Source material: Begin
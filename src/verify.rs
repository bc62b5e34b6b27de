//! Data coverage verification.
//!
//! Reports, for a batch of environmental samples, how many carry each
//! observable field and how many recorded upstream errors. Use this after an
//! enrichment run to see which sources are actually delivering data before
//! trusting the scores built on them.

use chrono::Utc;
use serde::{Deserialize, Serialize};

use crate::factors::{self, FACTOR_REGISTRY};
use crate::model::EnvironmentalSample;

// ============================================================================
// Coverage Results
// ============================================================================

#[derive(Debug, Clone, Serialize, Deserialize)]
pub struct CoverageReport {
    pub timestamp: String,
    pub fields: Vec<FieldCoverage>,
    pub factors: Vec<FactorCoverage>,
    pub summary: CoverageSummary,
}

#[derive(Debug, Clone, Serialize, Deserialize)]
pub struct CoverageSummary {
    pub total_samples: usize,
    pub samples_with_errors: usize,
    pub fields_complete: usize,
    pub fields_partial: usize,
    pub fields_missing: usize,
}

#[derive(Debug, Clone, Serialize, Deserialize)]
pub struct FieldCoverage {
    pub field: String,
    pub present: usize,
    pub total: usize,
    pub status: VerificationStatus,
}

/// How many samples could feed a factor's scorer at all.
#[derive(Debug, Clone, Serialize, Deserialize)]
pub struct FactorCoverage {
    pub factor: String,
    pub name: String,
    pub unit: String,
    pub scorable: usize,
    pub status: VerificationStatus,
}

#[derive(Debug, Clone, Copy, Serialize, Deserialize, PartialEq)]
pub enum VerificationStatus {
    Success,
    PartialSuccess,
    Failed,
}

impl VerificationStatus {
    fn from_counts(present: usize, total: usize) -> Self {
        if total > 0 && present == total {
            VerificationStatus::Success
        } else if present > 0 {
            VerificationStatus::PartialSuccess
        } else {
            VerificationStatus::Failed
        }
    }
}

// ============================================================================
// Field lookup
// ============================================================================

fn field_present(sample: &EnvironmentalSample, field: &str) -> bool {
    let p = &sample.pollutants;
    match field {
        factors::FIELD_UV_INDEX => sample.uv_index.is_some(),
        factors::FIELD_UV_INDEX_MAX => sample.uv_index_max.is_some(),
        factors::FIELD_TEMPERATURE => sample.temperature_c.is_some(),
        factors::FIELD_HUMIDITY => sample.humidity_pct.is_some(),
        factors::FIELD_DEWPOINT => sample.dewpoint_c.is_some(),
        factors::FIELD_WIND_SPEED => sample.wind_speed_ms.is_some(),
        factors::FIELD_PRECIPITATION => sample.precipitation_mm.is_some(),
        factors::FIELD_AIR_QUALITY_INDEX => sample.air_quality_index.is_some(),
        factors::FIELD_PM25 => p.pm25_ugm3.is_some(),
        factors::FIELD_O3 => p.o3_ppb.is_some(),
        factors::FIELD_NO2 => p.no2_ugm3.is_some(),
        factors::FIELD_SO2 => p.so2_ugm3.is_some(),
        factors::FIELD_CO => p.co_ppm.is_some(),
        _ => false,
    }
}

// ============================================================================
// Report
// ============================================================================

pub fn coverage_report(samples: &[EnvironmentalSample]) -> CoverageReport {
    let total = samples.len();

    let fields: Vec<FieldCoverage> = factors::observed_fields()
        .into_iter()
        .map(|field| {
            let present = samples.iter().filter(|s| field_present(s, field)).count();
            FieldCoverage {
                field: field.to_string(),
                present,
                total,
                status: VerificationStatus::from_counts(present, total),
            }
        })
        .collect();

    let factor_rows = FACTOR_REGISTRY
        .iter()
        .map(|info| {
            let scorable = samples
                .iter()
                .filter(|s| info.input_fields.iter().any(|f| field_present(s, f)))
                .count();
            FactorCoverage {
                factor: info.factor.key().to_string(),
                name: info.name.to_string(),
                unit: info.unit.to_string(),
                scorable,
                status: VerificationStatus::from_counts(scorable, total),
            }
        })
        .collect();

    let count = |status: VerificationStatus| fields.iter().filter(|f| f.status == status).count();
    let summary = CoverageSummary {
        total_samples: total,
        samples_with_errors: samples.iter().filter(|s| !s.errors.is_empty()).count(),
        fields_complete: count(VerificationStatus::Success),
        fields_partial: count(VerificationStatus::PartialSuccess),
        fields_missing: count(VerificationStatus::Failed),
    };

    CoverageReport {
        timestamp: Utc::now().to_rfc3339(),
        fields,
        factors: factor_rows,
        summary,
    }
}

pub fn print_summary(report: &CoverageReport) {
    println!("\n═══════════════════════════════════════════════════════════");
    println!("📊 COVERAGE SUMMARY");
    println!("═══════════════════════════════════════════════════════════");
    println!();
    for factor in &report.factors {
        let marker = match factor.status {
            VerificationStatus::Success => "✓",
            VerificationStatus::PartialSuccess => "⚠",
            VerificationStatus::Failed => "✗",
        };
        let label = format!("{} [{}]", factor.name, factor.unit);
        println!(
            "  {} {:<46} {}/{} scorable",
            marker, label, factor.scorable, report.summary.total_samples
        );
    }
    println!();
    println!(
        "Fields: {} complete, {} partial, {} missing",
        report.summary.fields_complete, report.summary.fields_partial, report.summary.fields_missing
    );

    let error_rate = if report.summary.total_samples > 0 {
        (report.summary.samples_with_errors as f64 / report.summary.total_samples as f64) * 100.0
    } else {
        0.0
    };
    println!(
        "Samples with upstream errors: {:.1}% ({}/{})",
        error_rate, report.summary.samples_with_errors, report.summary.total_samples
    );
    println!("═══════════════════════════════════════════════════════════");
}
Source material: End
* Problem statement
Restate the whole of the data exactly.

* Exercise response
filename src/verify.rs
repository bc62b5e34b6b27de
//! Data coverage verification.
//!
//! Reports, for a batch of environmental samples, how many carry each
//! observable field and how many recorded upstream errors. Use this after an
//! enrichment run to see which sources are actually delivering data before
//! trusting the scores built on them.

use chrono::Utc;
use serde::{Deserialize, Serialize};

use crate::factors::{self, FACTOR_REGISTRY};
use crate::model::EnvironmentalSample;

// ============================================================================
// Coverage Results
// ============================================================================

#[derive(Debug, Clone, Serialize, Deserialize)]
pub struct CoverageReport {
    pub timestamp: String,
    pub fields: Vec<FieldCoverage>,
    pub factors: Vec<FactorCoverage>,
    pub summary: CoverageSummary,
}

#[derive(Debug, Clone, Serialize, Deserialize)]
pub struct CoverageSummary {
    pub total_samples: usize,
    pub samples_with_errors: usize,
    pub fields_complete: usize,
    pub fields_partial: usize,
    pub fields_missing: usize,
}

#[derive(Debug, Clone, Serialize, Deserialize)]
pub struct FieldCoverage {
    pub field: String,
    pub present: usize,
    pub total: usize,
    pub status: VerificationStatus,
}

/// How many samples could feed a factor's scorer at all.
#[derive(Debug, Clone, Serialize, Deserialize)]
pub struct FactorCoverage {
    pub factor: String,
    pub name: String,
    pub unit: String,
    pub scorable: usize,
    pub status: VerificationStatus,
}

#[derive(Debug, Clone, Copy, Serialize, Deserialize, PartialEq)]
pub enum VerificationStatus {
    Success,
    PartialSuccess,
    Failed,
}

impl VerificationStatus {
    fn from_counts(present: usize, total: usize) -> Self {
        if total > 0 && present == total {
            VerificationStatus::Success
        } else if present > 0 {
            VerificationStatus::PartialSuccess
        } else {
            VerificationStatus::Failed
        }
    }
}

// ============================================================================
// Field lookup
// ============================================================================

fn field_present(sample: &EnvironmentalSample, field: &str) -> bool {
    let p = &sample.pollutants;
    match field {
        factors::FIELD_UV_INDEX => sample.uv_index.is_some(),
        factors::FIELD_UV_INDEX_MAX => sample.uv_index_max.is_some(),
        factors::FIELD_TEMPERATURE => sample.temperature_c.is_some(),
        factors::FIELD_HUMIDITY => sample.humidity_pct.is_some(),
        factors::FIELD_DEWPOINT => sample.dewpoint_c.is_some(),
        factors::FIELD_WIND_SPEED => sample.wind_speed_ms.is_some(),
        factors::FIELD_PRECIPITATION => sample.precipitation_mm.is_some(),
        factors::FIELD_AIR_QUALITY_INDEX => sample.air_quality_index.is_some(),
        factors::FIELD_PM25 => p.pm25_ugm3.is_some(),
        factors::FIELD_O3 => p.o3_ppb.is_some(),
        factors::FIELD_NO2 => p.no2_ugm3.is_some(),
        factors::FIELD_SO2 => p.so2_ugm3.is_some(),
        factors::FIELD_CO => p.co_ppm.is_some(),
        _ => false,
    }
}

// ============================================================================
// Report
// ============================================================================

pub fn coverage_report(samples: &[EnvironmentalSample]) -> CoverageReport {
    let total = samples.len();

    let fields: Vec<FieldCoverage> = factors::observed_fields()
        .into_iter()
        .map(|field| {
            let present = samples.iter().filter(|s| field_present(s, field)).count();
            FieldCoverage {
                field: field.to_string(),
                present,
                total,
                status: VerificationStatus::from_counts(present, total),
            }
        })
        .collect();

    let factor_rows = FACTOR_REGISTRY
        .iter()
        .map(|info| {
            let scorable = samples
                .iter()
                .filter(|s| info.input_fields.iter().any(|f| field_present(s, f)))
                .count();
            FactorCoverage {
                factor: info.factor.key().to_string(),
                name: info.name.to_string(),
                unit: info.unit.to_string(),
                scorable,
                status: VerificationStatus::from_counts(scorable, total),
            }
        })
        .collect();

    let count = |status: VerificationStatus| fields.iter().filter(|f| f.status == status).count();
    let summary = CoverageSummary {
        total_samples: total,
        samples_with_errors: samples.iter().filter(|s| !s.errors.is_empty()).count(),
        fields_complete: count(VerificationStatus::Success),
        fields_partial: count(VerificationStatus::PartialSuccess),
        fields_missing: count(VerificationStatus::Failed),
    };

    CoverageReport {
        timestamp: Utc::now().to_rfc3339(),
        fields,
        factors: factor_rows,
        summary,
    }
}

pub fn print_summary(report: &CoverageReport) {
    println!("\n═══════════════════════════════════════════════════════════");
    println!("📊 COVERAGE SUMMARY");
    println!("═══════════════════════════════════════════════════════════");
    println!();
    for factor in &report.factors {
        let marker = match factor.status {
            VerificationStatus::Success => "✓",
            VerificationStatus::PartialSuccess => "⚠",
            VerificationStatus::Failed => "✗",
        };
        let label = format!("{} [{}]", factor.name, factor.unit);
        println!(
            "  {} {:<46} {}/{} scorable",
            marker, label, factor.scorable, report.summary.total_samples
        );
    }
    println!();
    println!(
        "Fields: {} complete, {} partial, {} missing",
        report.summary.fields_complete, report.summary.fields_partial, report.summary.fields_missing
    );

    let error_rate = if report.summary.total_samples > 0 {
        (report.summary.samples_with_errors as f64 / report.summary.total_samples as f64) * 100.0
    } else {
        0.0
    };
    println!(
        "Samples with upstream errors: {:.1}% ({}/{})",
        error_rate, report.summary.samples_with_errors, report.summary.total_samples
    );
    println!("═══════════════════════════════════════════════════════════");
}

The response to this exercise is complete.